Shining a light on maintenance

13.02.2006

As the name implies, the nondiscretionary heading includes contracted fees and expenses. Core services are defined as same-level services -- "operation and maintenance in the strictest sense," Jacobs says. The initiatives/ service enhancements heading, he says, is "where things are going, what we chose to fund, where we have a certain amount of discretion on this vs. that."

The budget breaks down like this: 35 percent to nondiscretionary, 57 percent to core lights-on, day-to-day operations, and 8 percent to enhancements and initiatives.
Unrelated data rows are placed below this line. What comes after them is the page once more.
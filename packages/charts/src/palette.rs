//! Fixed color palettes keyed by bucket label.

use quake_map_quake_models::{CountBucket, MagnitudeBinSet};
use quake_map_charts_models::LegendEntry;

/// Map magnitude palette, green through red to black.
pub const MAP_COLORS: [(&str, &str); 12] = [
    ("5.0–5.1", "#0B7C38"),
    ("5.2–5.3", "#0FAE3A"),
    ("5.4–5.5", "#00FF2A"),
    ("5.6–5.7", "#B6FF00"),
    ("5.8–5.9", "#FFF200"),
    ("6.0–6.1", "#FFC300"),
    ("6.2–6.3", "#FF8A00"),
    ("6.4–6.5", "#FF4D00"),
    ("6.6-6.7", "#FF0000"),
    ("6.8-6.9", "#BD0202"),
    ("7.0-7.5", "#740C0C"),
    ("7.5+", "#000000"),
];

/// Map label whose color the pie's collapsed top bucket reuses.
const PIE_TOP_SOURCE: &str = "6.8-6.9";

/// Pie label that collapses every magnitude from 6.55 up.
const PIE_TOP_LABEL: &str = "6.6+";

/// Neutral color for labels outside a palette.
pub const FALLBACK_COLOR: &str = "#888888";

/// Color for a map magnitude bucket.
#[must_use]
pub fn map_color(label: &str) -> &'static str {
    MAP_COLORS
        .iter()
        .find(|(l, _)| *l == label)
        .map_or(FALLBACK_COLOR, |(_, color)| *color)
}

/// Color for a pie magnitude bucket.
#[must_use]
pub fn pie_color(label: &str) -> &'static str {
    if label == PIE_TOP_LABEL {
        map_color(PIE_TOP_SOURCE)
    } else {
        map_color(label)
    }
}

/// Color for a region count bucket, light to dark blue.
#[must_use]
pub const fn count_color(bucket: CountBucket) -> &'static str {
    match bucket {
        CountBucket::One => "#4ae1f5",
        CountBucket::TwoToThree => "#3bbcd9",
        CountBucket::FourToSix => "#2b88b8",
        CountBucket::SevenToTen => "#1c5f9a",
        CountBucket::ElevenToTwenty => "#123a73",
        CountBucket::TwentyOnePlus => "#061849",
    }
}

/// Legend for every bucket of `bins`, in bin order.
#[must_use]
pub fn magnitude_legend(bins: &MagnitudeBinSet, color: fn(&str) -> &'static str) -> Vec<LegendEntry> {
    bins.labels()
        .iter()
        .map(|label| LegendEntry {
            label: (*label).to_string(),
            color: color(label).to_string(),
        })
        .collect()
}

/// Legend for every count bucket, in ascending order.
#[must_use]
pub fn count_legend() -> Vec<LegendEntry> {
    CountBucket::all()
        .iter()
        .map(|bucket| LegendEntry {
            label: bucket.to_string(),
            color: count_color(*bucket).to_string(),
        })
        .collect()
}

#[cfg(test)]
mod tests {
    use super::*;
    use quake_map_quake_models::{MAP_BINS, PIE_BINS};

    #[test]
    fn every_map_label_has_its_own_color() {
        for label in MAP_BINS.labels() {
            assert_ne!(map_color(label), FALLBACK_COLOR, "{label}");
        }
        let labels: Vec<&str> = MAP_COLORS.iter().map(|(l, _)| *l).collect();
        assert_eq!(labels, MAP_BINS.labels());
    }

    #[test]
    fn pie_top_bucket_reuses_map_color() {
        assert_eq!(pie_color("6.6+"), "#BD0202");
        assert_eq!(pie_color("5.0–5.1"), map_color("5.0–5.1"));
        for label in PIE_BINS.labels() {
            assert_ne!(pie_color(label), FALLBACK_COLOR, "{label}");
        }
    }

    #[test]
    fn count_legend_is_ordered() {
        let labels: Vec<String> = count_legend().into_iter().map(|e| e.label).collect();
        assert_eq!(labels, vec!["1", "2–3", "4–6", "7–10", "11–20", "21+"]);
    }
}
#![cfg_attr(feature = "fail-on-warnings", deny(warnings))]
#![warn(clippy::all, clippy::pedantic, clippy::nursery, clippy::cargo)]
#![allow(clippy::multiple_crate_versions, clippy::cargo_common_metadata)]

//! API request and response types for the quake map server.
//!
//! These types are serialized to JSON for the REST API. The chart payloads
//! themselves are the dashboard's view types, embedded unchanged.

use quake_map_dashboard_models::{DashboardEvent, DashboardView};
use serde::{Deserialize, Serialize};
use uuid::Uuid;

/// Health check response.
#[derive(Debug, Clone, Serialize, Deserialize)]
#[serde(rename_all = "camelCase")]
pub struct ApiHealth {
    /// Whether the server is healthy.
    pub healthy: bool,
    /// Server version.
    pub version: String,
    /// Number of rows in the loaded dataset.
    pub rows: usize,
}

/// A dashboard session and its current render.
#[derive(Debug, Clone, Serialize)]
#[serde(rename_all = "camelCase")]
pub struct ApiSession {
    /// Session ID.
    pub id: Uuid,
    /// Current dashboard view.
    pub view: DashboardView,
}

/// Body of `POST /api/sessions/{id}/events`.
#[derive(Debug, Clone, Deserialize)]
#[serde(rename_all = "camelCase")]
pub struct ApiEvent {
    /// Selection version the client rendered from. Year clicks from an
    /// older version are rejected.
    #[serde(default)]
    pub version: Option<u64>,
    /// The interaction.
    pub event: DashboardEvent,
}

/// JSON error body.
#[derive(Debug, Clone, Serialize, Deserialize)]
pub struct ApiError {
    /// Human-readable error message.
    pub error: String,
}

impl ApiError {
    /// Creates an error body.
    #[must_use]
    pub fn new(error: impl Into<String>) -> Self {
        Self {
            error: error.into(),
        }
    }
}

/// Query parameters for the region options endpoint.
#[derive(Debug, Clone, Deserialize)]
#[serde(rename_all = "camelCase")]
pub struct RegionQueryParams {
    /// Restrict options to regions present in this year.
    pub year: Option<i32>,
}

#[cfg(test)]
mod tests {
    use super::*;

    #[test]
    fn event_body_without_version() {
        let body: ApiEvent =
            serde_json::from_str(r#"{"event":{"type":"select_region","region":"Greece"}}"#)
                .unwrap();
        assert_eq!(body.version, None);
        assert_eq!(
            body.event,
            DashboardEvent::SelectRegion {
                region: "Greece".to_string()
            }
        );
    }

    #[test]
    fn error_body_shape() {
        let json = serde_json::to_value(ApiError::new("Session not found")).unwrap();
        assert_eq!(json, serde_json::json!({ "error": "Session not found" }));
    }
}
Those percentages may not be fun to work with, but at least Mitre knows where it stands, and that's the first step toward managing costs better. Many IT leaders don't have a good handle on maintenance because they don't have an accurate count of their IT assets and the cost of running each part, says Murphy.

Kaiser Permanente is decidedly not one of them. Michael Blake, vice president and CFO at Kaiser Permanente Information Technology in Oakland, Calif., has worked for the past two years to assess and analyze the health care provider's IT assets, including 5,600 professionals and an annual operating budget that exceeds US$1 billion. "We try to understand different applications, projects and services," he says.

The result is a lot more detail on how much the various parts of his large and complex organization cost. For example, IT has more than 1,700 applications, projects and services, Blake says, and it uses time reporting and a chargeback mechanism to keep tabs on costs, as well as who and what are driving them. "I call it transparency," he says.